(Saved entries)
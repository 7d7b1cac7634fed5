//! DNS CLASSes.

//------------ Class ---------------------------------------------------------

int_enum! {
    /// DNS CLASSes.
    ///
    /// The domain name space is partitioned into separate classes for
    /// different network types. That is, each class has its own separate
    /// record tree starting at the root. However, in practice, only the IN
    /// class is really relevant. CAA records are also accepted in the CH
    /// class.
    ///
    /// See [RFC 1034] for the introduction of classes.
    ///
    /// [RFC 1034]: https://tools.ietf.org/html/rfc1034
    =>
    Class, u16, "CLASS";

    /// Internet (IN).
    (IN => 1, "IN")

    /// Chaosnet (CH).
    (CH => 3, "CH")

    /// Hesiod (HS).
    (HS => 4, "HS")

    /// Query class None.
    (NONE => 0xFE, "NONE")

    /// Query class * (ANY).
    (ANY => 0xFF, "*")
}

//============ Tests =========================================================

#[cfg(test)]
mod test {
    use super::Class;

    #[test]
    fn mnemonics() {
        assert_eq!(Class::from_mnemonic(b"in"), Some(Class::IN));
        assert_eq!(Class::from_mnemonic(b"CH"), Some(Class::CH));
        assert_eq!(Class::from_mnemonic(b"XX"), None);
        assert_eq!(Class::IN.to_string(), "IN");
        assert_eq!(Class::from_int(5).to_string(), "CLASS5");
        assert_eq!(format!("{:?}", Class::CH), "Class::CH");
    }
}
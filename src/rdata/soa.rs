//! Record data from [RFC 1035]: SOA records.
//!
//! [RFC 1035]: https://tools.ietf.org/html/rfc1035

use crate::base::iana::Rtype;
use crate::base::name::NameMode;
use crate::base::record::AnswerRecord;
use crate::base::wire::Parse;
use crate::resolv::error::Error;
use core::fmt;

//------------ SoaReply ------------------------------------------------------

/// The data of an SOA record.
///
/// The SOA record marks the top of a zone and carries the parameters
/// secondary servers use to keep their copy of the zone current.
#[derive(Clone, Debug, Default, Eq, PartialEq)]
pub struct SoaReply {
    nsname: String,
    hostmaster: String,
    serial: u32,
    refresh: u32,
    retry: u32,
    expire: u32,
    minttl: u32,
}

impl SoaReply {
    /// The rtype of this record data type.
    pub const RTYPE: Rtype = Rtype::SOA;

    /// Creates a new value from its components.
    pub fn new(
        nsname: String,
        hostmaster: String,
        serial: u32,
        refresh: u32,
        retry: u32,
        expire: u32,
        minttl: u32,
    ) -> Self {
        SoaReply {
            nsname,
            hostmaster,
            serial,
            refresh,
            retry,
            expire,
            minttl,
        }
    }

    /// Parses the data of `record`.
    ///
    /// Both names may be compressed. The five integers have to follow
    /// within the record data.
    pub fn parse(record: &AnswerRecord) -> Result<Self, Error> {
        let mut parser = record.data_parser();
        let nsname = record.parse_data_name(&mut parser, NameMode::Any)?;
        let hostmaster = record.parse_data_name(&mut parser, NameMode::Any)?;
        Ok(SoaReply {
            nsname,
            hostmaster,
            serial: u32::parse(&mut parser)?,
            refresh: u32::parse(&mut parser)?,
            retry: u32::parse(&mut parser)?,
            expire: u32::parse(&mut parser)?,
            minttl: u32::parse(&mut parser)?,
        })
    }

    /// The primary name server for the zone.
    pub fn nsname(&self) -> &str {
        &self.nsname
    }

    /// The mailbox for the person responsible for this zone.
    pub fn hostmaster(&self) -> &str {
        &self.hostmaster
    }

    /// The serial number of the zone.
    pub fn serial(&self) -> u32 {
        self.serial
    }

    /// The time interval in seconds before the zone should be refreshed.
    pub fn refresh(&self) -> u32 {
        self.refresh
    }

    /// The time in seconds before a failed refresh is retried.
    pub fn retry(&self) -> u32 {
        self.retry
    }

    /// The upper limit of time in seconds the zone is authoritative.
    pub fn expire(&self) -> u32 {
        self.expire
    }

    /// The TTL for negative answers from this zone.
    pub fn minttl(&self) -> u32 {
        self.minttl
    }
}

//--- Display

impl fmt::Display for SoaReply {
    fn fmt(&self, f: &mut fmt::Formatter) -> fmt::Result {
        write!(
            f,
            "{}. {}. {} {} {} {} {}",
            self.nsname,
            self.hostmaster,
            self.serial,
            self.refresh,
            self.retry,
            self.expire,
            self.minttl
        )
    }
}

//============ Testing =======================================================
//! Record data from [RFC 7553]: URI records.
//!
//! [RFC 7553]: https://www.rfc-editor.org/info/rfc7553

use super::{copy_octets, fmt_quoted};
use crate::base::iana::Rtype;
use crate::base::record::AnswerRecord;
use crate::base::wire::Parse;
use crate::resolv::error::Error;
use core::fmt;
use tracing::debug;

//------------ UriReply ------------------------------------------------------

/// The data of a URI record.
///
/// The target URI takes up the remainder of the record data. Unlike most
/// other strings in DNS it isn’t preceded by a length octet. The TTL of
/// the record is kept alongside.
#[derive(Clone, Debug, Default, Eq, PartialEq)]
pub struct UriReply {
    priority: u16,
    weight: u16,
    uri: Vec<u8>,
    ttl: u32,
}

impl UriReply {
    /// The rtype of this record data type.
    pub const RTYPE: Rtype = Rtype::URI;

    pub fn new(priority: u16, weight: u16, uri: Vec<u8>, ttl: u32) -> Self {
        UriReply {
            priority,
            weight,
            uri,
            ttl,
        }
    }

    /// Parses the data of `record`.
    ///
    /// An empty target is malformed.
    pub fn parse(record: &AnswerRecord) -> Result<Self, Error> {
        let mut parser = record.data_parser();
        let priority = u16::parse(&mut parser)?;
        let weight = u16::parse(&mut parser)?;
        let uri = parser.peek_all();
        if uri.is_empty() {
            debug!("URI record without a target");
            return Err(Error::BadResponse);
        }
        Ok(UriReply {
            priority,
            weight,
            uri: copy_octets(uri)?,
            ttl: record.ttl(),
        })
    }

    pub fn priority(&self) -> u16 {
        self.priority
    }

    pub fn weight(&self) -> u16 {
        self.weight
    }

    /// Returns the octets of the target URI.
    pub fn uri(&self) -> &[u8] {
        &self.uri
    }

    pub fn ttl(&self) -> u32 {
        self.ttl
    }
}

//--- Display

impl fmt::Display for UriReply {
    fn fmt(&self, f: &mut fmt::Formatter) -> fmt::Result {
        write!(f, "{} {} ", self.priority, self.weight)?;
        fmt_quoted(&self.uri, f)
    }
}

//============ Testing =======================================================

— TASK DIRECTIONS —
Give the entries again exactly, every one.

— RESULT —
repository 7d7b1cac7634fed5
//! DNS CLASSes.

//------------ Class ---------------------------------------------------------

int_enum! {
    /// DNS CLASSes.
    ///
    /// The domain name space is partitioned into separate classes for
    /// different network types. That is, each class has its own separate
    /// record tree starting at the root. However, in practice, only the IN
    /// class is really relevant. CAA records are also accepted in the CH
    /// class.
    ///
    /// See [RFC 1034] for the introduction of classes.
    ///
    /// [RFC 1034]: https://tools.ietf.org/html/rfc1034
    =>
    Class, u16, "CLASS";

    /// Internet (IN).
    (IN => 1, "IN")

    /// Chaosnet (CH).
    (CH => 3, "CH")

    /// Hesiod (HS).
    (HS => 4, "HS")

    /// Query class None.
    (NONE => 0xFE, "NONE")

    /// Query class * (ANY).
    (ANY => 0xFF, "*")
}

//============ Tests =========================================================

#[cfg(test)]
mod test {
    use super::Class;

    #[test]
    fn mnemonics() {
        assert_eq!(Class::from_mnemonic(b"in"), Some(Class::IN));
        assert_eq!(Class::from_mnemonic(b"CH"), Some(Class::CH));
        assert_eq!(Class::from_mnemonic(b"XX"), None);
        assert_eq!(Class::IN.to_string(), "IN");
        assert_eq!(Class::from_int(5).to_string(), "CLASS5");
        assert_eq!(format!("{:?}", Class::CH), "Class::CH");
    }
}
filename src/rdata/soa.rs
//! Record data from [RFC 1035]: SOA records.
//!
//! [RFC 1035]: https://tools.ietf.org/html/rfc1035

use crate::base::iana::Rtype;
use crate::base::name::NameMode;
use crate::base::record::AnswerRecord;
use crate::base::wire::Parse;
use crate::resolv::error::Error;
use core::fmt;

//------------ SoaReply ------------------------------------------------------

/// The data of an SOA record.
///
/// The SOA record marks the top of a zone and carries the parameters
/// secondary servers use to keep their copy of the zone current.
#[derive(Clone, Debug, Default, Eq, PartialEq)]
pub struct SoaReply {
    nsname: String,
    hostmaster: String,
    serial: u32,
    refresh: u32,
    retry: u32,
    expire: u32,
    minttl: u32,
}

impl SoaReply {
    /// The rtype of this record data type.
    pub const RTYPE: Rtype = Rtype::SOA;

    /// Creates a new value from its components.
    pub fn new(
        nsname: String,
        hostmaster: String,
        serial: u32,
        refresh: u32,
        retry: u32,
        expire: u32,
        minttl: u32,
    ) -> Self {
        SoaReply {
            nsname,
            hostmaster,
            serial,
            refresh,
            retry,
            expire,
            minttl,
        }
    }

    /// Parses the data of `record`.
    ///
    /// Both names may be compressed. The five integers have to follow
    /// within the record data.
    pub fn parse(record: &AnswerRecord) -> Result<Self, Error> {
        let mut parser = record.data_parser();
        let nsname = record.parse_data_name(&mut parser, NameMode::Any)?;
        let hostmaster = record.parse_data_name(&mut parser, NameMode::Any)?;
        Ok(SoaReply {
            nsname,
            hostmaster,
            serial: u32::parse(&mut parser)?,
            refresh: u32::parse(&mut parser)?,
            retry: u32::parse(&mut parser)?,
            expire: u32::parse(&mut parser)?,
            minttl: u32::parse(&mut parser)?,
        })
    }

    /// The primary name server for the zone.
    pub fn nsname(&self) -> &str {
        &self.nsname
    }

    /// The mailbox for the person responsible for this zone.
    pub fn hostmaster(&self) -> &str {
        &self.hostmaster
    }

    /// The serial number of the zone.
    pub fn serial(&self) -> u32 {
        self.serial
    }

    /// The time interval in seconds before the zone should be refreshed.
    pub fn refresh(&self) -> u32 {
        self.refresh
    }

    /// The time in seconds before a failed refresh is retried.
    pub fn retry(&self) -> u32 {
        self.retry
    }

    /// The upper limit of time in seconds the zone is authoritative.
    pub fn expire(&self) -> u32 {
        self.expire
    }

    /// The TTL for negative answers from this zone.
    pub fn minttl(&self) -> u32 {
        self.minttl
    }
}

//--- Display

impl fmt::Display for SoaReply {
    fn fmt(&self, f: &mut fmt::Formatter) -> fmt::Result {
        write!(
            f,
            "{}. {}. {} {} {} {} {}",
            self.nsname,
            self.hostmaster,
            self.serial,
            self.refresh,
            self.retry,
            self.expire,
            self.minttl
        )
    }
}

//============ Testing =======================================================
//! Record data from [RFC 7553]: URI records.
//!
//! [RFC 7553]: https://www.rfc-editor.org/info/rfc7553

use super::{copy_octets, fmt_quoted};
use crate::base::iana::Rtype;
use crate::base::record::AnswerRecord;
use crate::base::wire::Parse;
use crate::resolv::error::Error;
use core::fmt;
use tracing::debug;

//------------ UriReply ------------------------------------------------------

/// The data of a URI record.
///
/// The target URI takes up the remainder of the record data. Unlike most
/// other strings in DNS it isn’t preceded by a length octet. The TTL of
/// the record is kept alongside.
#[derive(Clone, Debug, Default, Eq, PartialEq)]
pub struct UriReply {
    priority: u16,
    weight: u16,
    uri: Vec<u8>,
    ttl: u32,
}

impl UriReply {
    /// The rtype of this record data type.
    pub const RTYPE: Rtype = Rtype::URI;

    pub fn new(priority: u16, weight: u16, uri: Vec<u8>, ttl: u32) -> Self {
        UriReply {
            priority,
            weight,
            uri,
            ttl,
        }
    }

    /// Parses the data of `record`.
    ///
    /// An empty target is malformed.
    pub fn parse(record: &AnswerRecord) -> Result<Self, Error> {
        let mut parser = record.data_parser();
        let priority = u16::parse(&mut parser)?;
        let weight = u16::parse(&mut parser)?;
        let uri = parser.peek_all();
        if uri.is_empty() {
            debug!("URI record without a target");
            return Err(Error::BadResponse);
        }
        Ok(UriReply {
            priority,
            weight,
            uri: copy_octets(uri)?,
            ttl: record.ttl(),
        })
    }

    pub fn priority(&self) -> u16 {
        self.priority
    }

    pub fn weight(&self) -> u16 {
        self.weight
    }

    /// Returns the octets of the target URI.
    pub fn uri(&self) -> &[u8] {
        &self.uri
    }

    pub fn ttl(&self) -> u32 {
        self.ttl
    }
}

//--- Display

impl fmt::Display for UriReply {
    fn fmt(&self, f: &mut fmt::Formatter) -> fmt::Result {
        write!(f, "{} {} ", self.priority, self.weight)?;
        fmt_quoted(&self.uri, f)
    }
}

//============ Testing =======================================================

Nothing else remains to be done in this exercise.